L’épreuve de la Grande Guerre

Paul Dietschy

En août 1914, l’université de Besançon accueille dans ses trois facultés un nombre réduit d’étudiants : 85 en sciences, 133 en lettres et 43 en médecine. La guerre vide les salles de cours. Les scientifiques ne sont plus que 25 en 1914-1915, les littéraires 48. Jusqu’à la fin du conflit, les effectifs sont inférieurs à 40 % du niveau d’avant-guerre. L’école de médecine se porte mieux car elle forme aussi des médecins militaires.

Plaque commémorative est située dans le vestibule de l’amphithéâtre Donzelot, site Mégevand. université de Franche-Comté, UFR SLHS. Emmanuel Laurent.

Professeurs, étudiants et anciens élèves servent souvent comme officiers subalternes et sont particulièrement exposés. Le 6 septembre 1914, le lieutenant Marcel André Moulin, professeur adjoint de chronométrie, est tué d’une balle en pleine poitrine au début de la bataille de la Marne. Un an plus tard, C. Fournier, un étudiant en histoire est fauché par le tir d’une mitrailleuse allemande alors qu’il aide à régler un tir d’artillerie. En novembre 1916, Louis Minjoz, père de Jean, le futur maire de Besançon, licencié en philosophie à la faculté des lettres, meurt frappé d’un éclat d’obus à Nancy. La litanie des morts se poursuit jusqu’à la fin de la guerre avec Roger Bonnot, ingénieur-chimiste, sous-lieutenant d’artillerie tué en juin 1918, Fernand Grosjean, agrégé de philosophie en 1914, lieutenant d’infanterie tombé en conduisant sa section à l’assaut fin août ou l’étudiant en médecine Henri Gaillot qui décède à la fin de la guerre des suites de la grippe espagnole contractée en soignant des blessés. Au 11 novembre 1918, au moins 39 soldats-étudiants, anciens étudiants ou professeurs sont morts pour la France.

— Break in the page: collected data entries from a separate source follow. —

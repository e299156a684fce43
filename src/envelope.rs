///////////////////////////////////////////////////////////////////////////////
//
//  Copyright 2018-2025 Robonomics Network <research@robonomics.network>
//
//  Licensed under the Apache License, Version 2.0 (the "License");
//  you may not use this file except in compliance with the License.
//  You may obtain a copy of the License at
//
//      http://www.apache.org/licenses/LICENSE-2.0
//
//  Unless required by applicable law or agreed to in writing, software
//  distributed under the License is distributed on an "AS IS" BASIS,
//  WITHOUT WARRANTIES OR CONDITIONS OF ANY KIND, either express or implied.
//  See the License for the specific language governing permissions and
//  limitations under the License.
//
///////////////////////////////////////////////////////////////////////////////
//! The plaintext envelope wrapped around every message before encryption.
//!
//! An envelope carries the UTC capture timestamp, the percent-encoded message
//! text, and a base64 SHA-256 checksum. The checksum is always computed over
//! the raw (decoded) message bytes; percent-encoding is a transport encoding
//! applied after hashing on build and reversed before hashing on verify, so
//! both sides hash identical bytes.
//!
//! Envelopes are created fresh per outbound message immediately before
//! encryption, never persisted, and serialized as a canonical JSON object
//! with fixed key order:
//!
//! ```text
//! {"TIMESTAMP":"<ISO-8601 UTC>","MESSAGE":"<percent-encoded>","CHECKSUM":"<base64 SHA-256>"}
//! ```

use base64::engine::general_purpose::STANDARD as BASE64;
use base64::Engine;
use chrono::{SecondsFormat, Utc};
use percent_encoding::{percent_decode_str, utf8_percent_encode, AsciiSet, NON_ALPHANUMERIC};
use serde::{Deserialize, Serialize};
use sha2::{Digest, Sha256};

use crate::error::{Error, Result};

/// Characters escaped the way JavaScript `encodeURIComponent` does:
/// everything except alphanumerics and `- _ . ! ~ * ' ( )`.
const COMPONENT: &AsciiSet = &NON_ALPHANUMERIC
    .remove(b'-')
    .remove(b'_')
    .remove(b'.')
    .remove(b'!')
    .remove(b'~')
    .remove(b'*')
    .remove(b'\'')
    .remove(b'(')
    .remove(b')');

/// Plaintext envelope prepared for encryption.
///
/// # Examples
///
/// ```
/// use smqtt::Envelope;
///
/// let envelope = Envelope::build("Hello, World!");
/// assert_eq!(envelope.verify().unwrap(), "Hello, World!");
/// ```
#[derive(Debug, Clone, PartialEq, Eq, Serialize, Deserialize)]
pub struct Envelope {
    /// Capture time, ISO-8601 UTC.
    #[serde(rename = "TIMESTAMP")]
    pub timestamp: String,
    /// Percent-encoded message text.
    #[serde(rename = "MESSAGE")]
    pub message: String,
    /// Base64 SHA-256 digest of the raw message text.
    #[serde(rename = "CHECKSUM")]
    pub checksum: String,
}

impl Envelope {
    /// Build an envelope around `message`, capturing the current UTC time.
    pub fn build(message: &str) -> Self {
        Self {
            timestamp: Utc::now().to_rfc3339_opts(SecondsFormat::Millis, true),
            message: utf8_percent_encode(message, COMPONENT).to_string(),
            checksum: checksum_of(message),
        }
    }

    /// Verify the checksum and return the raw (decoded) message.
    ///
    /// The comparison is not constant-time: the checksum is an integrity
    /// check against transport corruption, not a MAC. Anyone holding the
    /// public key can craft a validly checksummed envelope.
    ///
    /// # Errors
    ///
    /// [`Error::Format`] if the `MESSAGE` field is not valid percent-encoded
    /// UTF-8, [`Error::IntegrityMismatch`] if the recomputed checksum
    /// differs.
    pub fn verify(&self) -> Result<String> {
        let raw = percent_decode_str(&self.message)
            .decode_utf8()
            .map_err(|e| Error::Format(format!("message is not valid UTF-8: {e}")))?;

        if checksum_of(&raw) != self.checksum {
            return Err(Error::IntegrityMismatch);
        }
        Ok(raw.into_owned())
    }

    /// Serialize to canonical JSON bytes for encryption.
    pub fn to_bytes(&self) -> Result<Vec<u8>> {
        serde_json::to_vec(self).map_err(|e| Error::Format(format!("cannot serialize envelope: {e}")))
    }

    /// Parse an envelope from decrypted JSON bytes.
    ///
    /// # Errors
    ///
    /// [`Error::Format`] on malformed JSON or missing fields.
    pub fn from_bytes(bytes: &[u8]) -> Result<Self> {
        serde_json::from_slice(bytes).map_err(|e| Error::Format(format!("invalid envelope: {e}")))
    }
}

/// `base64(SHA-256(message))` over the raw message text.
fn checksum_of(message: &str) -> String {
    BASE64.encode(Sha256::digest(message.as_bytes()))
}

#[cfg(test)]
mod tests {
    use super::*;

    #[test]
    fn test_build_verify_roundtrip() {
        let envelope = Envelope::build("Hello, World!");
        assert_eq!(envelope.verify().unwrap(), "Hello, World!");
    }

    #[test]
    fn test_checksum_over_raw_message() {
        // Known vector: base64(sha256("Hello, World!"))
        let envelope = Envelope::build("Hello, World!");
        assert_eq!(envelope.checksum, "3/1gIbsr1bCvZ2KQgJ7DpTGR3YHH9wpLKGiKNiGCmG8=");
    }

    #[test]
    fn test_message_is_percent_encoded() {
        let envelope = Envelope::build("héllo & wörld / 100% !*'()~");
        assert_eq!(
            envelope.message,
            "h%C3%A9llo%20%26%20w%C3%B6rld%20%2F%20100%25%20!*'()~"
        );
        // Verification sees through the transport encoding.
        assert_eq!(envelope.verify().unwrap(), "héllo & wörld / 100% !*'()~");
    }

    #[test]
    fn test_tampered_checksum_rejected() {
        let mut envelope = Envelope::build("Hello, World!");
        envelope.checksum = checksum_of("Goodbye, World!");
        assert!(matches!(envelope.verify(), Err(Error::IntegrityMismatch)));
    }

    #[test]
    fn test_tampered_message_rejected() {
        let mut envelope = Envelope::build("Hello, World!");
        envelope.message = "Hello%2C%20Mallory!".to_string();
        assert!(matches!(envelope.verify(), Err(Error::IntegrityMismatch)));
    }

    #[test]
    fn test_canonical_key_order() {
        let envelope = Envelope::build("hi");
        let json = String::from_utf8(envelope.to_bytes().unwrap()).unwrap();
        let timestamp = json.find("\"TIMESTAMP\"").unwrap();
        let message = json.find("\"MESSAGE\"").unwrap();
        let checksum = json.find("\"CHECKSUM\"").unwrap();
        assert!(timestamp < message && message < checksum);
    }

    #[test]
    fn test_serialization_roundtrip() {
        let envelope = Envelope::build("payload");
        let parsed = Envelope::from_bytes(&envelope.to_bytes().unwrap()).unwrap();
        assert_eq!(parsed, envelope);
    }

    #[test]
    fn test_malformed_bytes_rejected() {
        assert!(matches!(
            Envelope::from_bytes(b"not json at all"),
            Err(Error::Format(_))
        ));
        // Valid JSON but missing fields is equally malformed.
        assert!(matches!(
            Envelope::from_bytes(b"{\"TIMESTAMP\":\"2024-01-01T00:00:00.000Z\"}"),
            Err(Error::Format(_))
        ));
    }

    #[test]
    fn test_timestamp_is_utc_iso8601() {
        let envelope = Envelope::build("x");
        assert!(envelope.timestamp.ends_with('Z'));
        assert!(chrono::DateTime::parse_from_rfc3339(&envelope.timestamp).is_ok());
    }
}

À Besançon, les cours ont eu lieu tant bien que mal, même si le matériel manque et si les locaux sont réquisitionnés pour l’armée ou l’enseignement primaire. Les jeunes filles remplacent les mobilisés. Félix Prieur (1859-1927), directeur de l’école préparatoire de médecine et de pharmacie, note que « l’appât des situations qui leur sont offertes par le départ au front des jeunes gens ne peut manquer de provoquer encore leur affluence ». À la faculté des lettres, elles soutiennent des travaux questionnant la place des femmes dans la société, à l’instar, en 1917, des mémoires de mesdemoiselles Henriot La femme, sa nature, son rôle dans Proudhon et Perrin, Le club des femmes à Besançon pendant la Révolution (octobre 1792 à novembre 1793).

La sortie de guerre est marquée par un antigermanisme virulent, dans une université dont les relations internationales étaient orientées avant-guerre vers l’Allemagne. La faculté des lettres « proclame » la nécessité de la création d’un poste de professeur de langue et littératures anglaises. Cent trente officiers américains viennent suivre des cours de français. Alors que les effectifs retrouvent ou dépassent leur niveau d’avant-guerre à partir de 1921-1922, la réorientation internationale se confirme. À la fin des années 1920, l’université reçoit 189 étudiants étrangers, dont des Italiennes, des Hongrois, sans oublier 31 Allemands auxquels les Bisontins, d’abord méfiants, réservent finalement un accueil cordial.